Oh, how ACB wishes that that were true. Yes, there are many people both inside and outside of China who wish for change with all of their hearts, but ACB cannot see this change happening soon, and cannot ever see it being forced from the outside. Things will change, eventually, but it will be slow and it will be painful, and a lot of good people will be hurt along the way.

For most people in the world China is very big and very far away. It is the place that cheap T-shirts and pirate DVDs come from, and most people cannot relate to it. ACB studied in the West for many years, and most people there do not understand what it is like, or what needs to be done. In deed, it was not until after ACB had seen life in both the East and the West that ACB understood what needed to be done.

Foreigners often think of China as being like the Soviet Union, and they become angry when ACB tries to explain to them that China is not a Communist state except in name, and that it is not a monster looking to destroy or subvert them or their way of life. They get a distorted picture of what China is like from NGOs with their own agendas and the go blundering trying to apply loose Western values to China. Not understanding what has been forced on the Chinese people against their will and what is the desire of the Chinese people. When they do this they are self defeating. They anger the Chinese people and rather than being seen as kindred spirits they are seen as imperialists trying to force Western values on China.

Some foreigners do a lot of good, but others only make China's resistance to change stronger and strengthen the Government.

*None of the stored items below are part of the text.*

use super::turn::shuffled_turn_order;
use super::{room_path, Session};
use crate::catalog::Catalog;
use crate::error::{GameError, GameResult};
use crate::types::*;
use rand::seq::IndexedRandom;
use rand::Rng;
use std::collections::BTreeMap;

/// Deal a fresh game for the given participants.
///
/// One uniformly chosen spy, a uniformly chosen item, a shuffled speaking
/// order, round 1, and every phase flag off.
pub fn new_game_instance<R: Rng + ?Sized>(
    roster: &[ParticipantId],
    catalog: &Catalog,
    rng: &mut R,
) -> GameResult<GameInstance> {
    if roster.len() < MIN_PLAYERS {
        return Err(GameError::InsufficientPlayers {
            min: MIN_PLAYERS,
            have: roster.len(),
        });
    }
    let spy = roster
        .choose(rng)
        .cloned()
        .ok_or(GameError::InsufficientPlayers {
            min: MIN_PLAYERS,
            have: 0,
        })?;

    let roles: BTreeMap<ParticipantId, Role> = roster
        .iter()
        .map(|id| {
            let role = if *id == spy { Role::Spy } else { Role::Civilian };
            (id.clone(), role)
        })
        .collect();
    let item = catalog.pick_random(rng).clone();
    let turn_order = shuffled_turn_order(roster, rng);
    let current_turn_player = turn_order[0].clone();

    Ok(GameInstance {
        instance_id: ulid::Ulid::new().to_string(),
        item,
        roles,
        turn_order,
        current_turn_index: 0,
        current_turn_player,
        round: 1,
        decision_phase: false,
        decisions: BTreeMap::new(),
        voting_phase: false,
        votes: BTreeMap::new(),
        game_over: false,
        winner: None,
        voted_out_player: None,
        spy_id: None,
    })
}

/// Final state of a game. Without an explicit spy id it is read from the roles.
pub fn end_game(
    game: &GameInstance,
    winner: Side,
    voted_out: &str,
    spy_id: Option<&str>,
) -> GamePatch {
    let spy_id = spy_id
        .map(str::to_string)
        .or_else(|| game.spy().cloned())
        .unwrap_or_default();

    GamePatch::new()
        .set("gameOver", true)
        .set("winner", winner)
        .set("votedOutPlayer", voted_out)
        .set("spyId", spy_id)
        .set("decisionPhase", false)
        .set("votingPhase", false)
}

impl Session {
    /// Host only: deal the first game for everyone currently in the room
    pub async fn start_game(&mut self) -> GameResult<()> {
        let membership = self.require_host("start the game")?;
        let room = self.load_room(&membership).await?;
        if room.game_started {
            return Err(GameError::GameAlreadyStarted);
        }

        let game = new_game_instance(&room.player_ids(), &self.catalog, &mut self.rng)?;
        tracing::info!(
            "Starting game {} in room {} with {} players",
            game.instance_id,
            membership.room_id,
            game.turn_order.len()
        );

        let fields = GamePatch::new()
            .set("gameStarted", true)
            .set("game", serde_json::to_value(&game)?)
            .into_fields();
        self.store.patch(&room_path(&membership.room_id), fields).await?;
        Ok(())
    }

    /// Host only: replace the game with a fresh one for the current roster.
    ///
    /// Allowed at any point after the first start, including mid-round.
    pub async fn restart_game(&mut self) -> GameResult<()> {
        let membership = self.require_host("restart the game")?;
        let room = self.load_room(&membership).await?;
        if !room.game_started {
            return Err(GameError::WrongPhase("game has not started"));
        }

        let game = new_game_instance(&room.player_ids(), &self.catalog, &mut self.rng)?;
        tracing::info!(
            "Restarting room {} as game {}",
            membership.room_id,
            game.instance_id
        );

        let fields = GamePatch::new()
            .set("game", serde_json::to_value(&game)?)
            .into_fields();
        self.store.patch(&room_path(&membership.room_id), fields).await?;
        Ok(())
    }
}

#[cfg(test)]
mod tests {
    use super::super::test_support::*;
    use super::super::{game_path, lookup_room};
    use super::*;
    use crate::store::SyncStore;
    use rand::rngs::StdRng;
    use rand::SeedableRng;

    fn ids(names: &[&str]) -> Vec<ParticipantId> {
        names.iter().map(|s| s.to_string()).collect()
    }

    #[test]
    fn test_new_game_has_exactly_one_spy() {
        let roster = ids(&["a", "b", "c", "d", "e"]);
        let catalog = Catalog::builtin();
        let mut rng = StdRng::seed_from_u64(1);
        for _ in 0..30 {
            let game = new_game_instance(&roster, &catalog, &mut rng).unwrap();
            let spies = game.roles.values().filter(|r| **r == Role::Spy).count();
            assert_eq!(spies, 1);
            assert_eq!(game.roles.len(), roster.len());

            let mut order = game.turn_order.clone();
            order.sort();
            assert_eq!(order, roster);
            assert_eq!(game.current_turn_index, 0);
            assert_eq!(game.current_turn_player, game.turn_order[0]);
            assert_eq!(game.round, 1);
            assert!(game.in_turn_phase());
            assert!(catalog.items().contains(&game.item));
        }
    }

    #[test]
    fn test_every_participant_can_be_spy() {
        let roster = ids(&["a", "b", "c"]);
        let catalog = Catalog::builtin();
        let mut rng = StdRng::seed_from_u64(8);
        let mut seen = std::collections::BTreeSet::new();
        for _ in 0..200 {
            let game = new_game_instance(&roster, &catalog, &mut rng).unwrap();
            seen.insert(game.spy().unwrap().clone());
        }
        assert_eq!(seen.len(), 3);
    }

    #[test]
    fn test_new_game_needs_three() {
        let catalog = Catalog::builtin();
        let mut rng = StdRng::seed_from_u64(1);
        let result = new_game_instance(&ids(&["a", "b"]), &catalog, &mut rng);
        assert!(matches!(
            result,
            Err(GameError::InsufficientPlayers { min: 3, have: 2 })
        ));
    }

    #[test]
    fn test_end_game_recomputes_spy() {
        let catalog = Catalog::builtin();
        let mut rng = StdRng::seed_from_u64(2);
        let mut game = new_game_instance(&ids(&["a", "b", "c"]), &catalog, &mut rng).unwrap();
        game.voting_phase = true;
        let spy = game.spy().unwrap().clone();

        let done = end_game(&game, Side::Spy, "b", None).apply_to(&game).unwrap();
        assert!(done.game_over);
        assert!(!done.voting_phase);
        assert!(!done.decision_phase);
        assert_eq!(done.winner, Some(Side::Spy));
        assert_eq!(done.voted_out_player.as_deref(), Some("b"));
        assert_eq!(done.spy_id, Some(spy));
    }

    #[tokio::test]
    async fn test_start_requires_host() {
        let mut table = Table::new();
        let (_host, mut guests) = room_with(&mut table, &["Bob", "Carol"]).await;
        assert!(matches!(
            guests[0].start_game().await,
            Err(GameError::NotHost(_))
        ));
    }

    #[tokio::test]
    async fn test_start_with_two_rejected_and_nothing_written() {
        let mut table = Table::new();
        let (mut host, _guests) = room_with(&mut table, &["Bob"]).await;
        let result = host.start_game().await;
        assert!(matches!(
            result,
            Err(GameError::InsufficientPlayers { min: 3, have: 2 })
        ));

        let room_id = host.membership().unwrap().room_id.clone();
        let room = lookup_room(&*table.store, &room_id).await.unwrap();
        assert!(!room.game_started);
        assert!(room.game.is_none());
    }

    #[tokio::test]
    async fn test_start_twice_rejected() {
        let mut table = Table::new();
        let (mut host, _guests) = room_with(&mut table, &["Bob", "Carol"]).await;
        host.start_game().await.unwrap();
        assert!(matches!(
            host.start_game().await,
            Err(GameError::GameAlreadyStarted)
        ));
    }

    #[tokio::test]
    async fn test_restart_keeps_roster_and_resets_game() {
        let mut table = Table::new();
        let (mut host, _guests) = room_with(&mut table, &["Bob", "Carol"]).await;
        let room_id = host.membership().unwrap().room_id.clone();

        assert!(matches!(
            host.restart_game().await,
            Err(GameError::WrongPhase(_))
        ));

        host.start_game().await.unwrap();
        let before = lookup_room(&*table.store, &room_id).await.unwrap();
        let first = before.game.clone().unwrap();

        // Finish the first game by hand
        let done = end_game(&first, Side::Spy, &first.turn_order[0], None);
        table
            .store
            .patch(&game_path(&room_id), done.into_fields())
            .await
            .unwrap();

        host.restart_game().await.unwrap();
        let after = lookup_room(&*table.store, &room_id).await.unwrap();
        let second = after.game.unwrap();

        assert_eq!(after.room_id, before.room_id);
        assert_eq!(after.players, before.players);
        assert!(after.game_started);
        assert_ne!(second.instance_id, first.instance_id);
        assert_eq!(second.round, 1);
        assert!(!second.game_over);
        assert!(second.winner.is_none());
        assert!(second.votes.is_empty());
    }

    #[tokio::test]
    async fn test_restart_requires_host() {
        let mut table = Table::new();
        let (mut host, mut guests) = room_with(&mut table, &["Bob", "Carol"]).await;
        host.start_game().await.unwrap();
        assert!(matches!(
            guests[1].restart_game().await,
            Err(GameError::NotHost(_))
        ));
    }
}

For their part foreign governments aren't much help, either. America feels that it has a duty to help China change, but what it wants Chian to change into is another America. This is not good for the Chinese people. Like the foreign people Washington does not understand what has been forced on the Chinese people, and what is part of the Chinese people. They do not know what it means to be Chinese, only what it means to be American. So they try to make China into America which only furthers resentment of the West and fears of foreign imperialism. Washington does not know when to hold its tongue or when to be diplomatic and it makes things worse. Washington also is constricted because china has such a large hold over the US economy. America's prosperity and consumer lifestyle has been sustained these past 15 years by cheap imports from China, and its government spending has been sustained by Chinese buying treasury debts and US currency. So China has America over a barrel. Washington could cut China off. It could ruin the Chinese economy with sanctions and action at both the UN and WTO. But it would destroy America, too, because without cheap Chinese goods and currency reserves the US consumer sector would collapse and with it Wall Street and the US economy would collapse. It is like the Mutually Assured Destruction that we all feared during the Cold War, but the Americans fear being poor more than the Chinese do, and they would turn in on themselves and break before China would because many Chinese are still poor and they are too proud to give in, so Washington would blink first, and it knows this. For this reason for all of Americas talk on freedom and democracy it won't do anything. It can't do anything. It has words but no actions, and its words only make Beijing tougher and more resistant to change.

Ameirca has not acted ion Tibet. It does not even recognize Taiwan as a country. It won't act to brign freedom to the Chinese people.

It brings great sorrow to ACb that the people who are wrong are so many qand only make things worse, and the people who are right are almost powerless.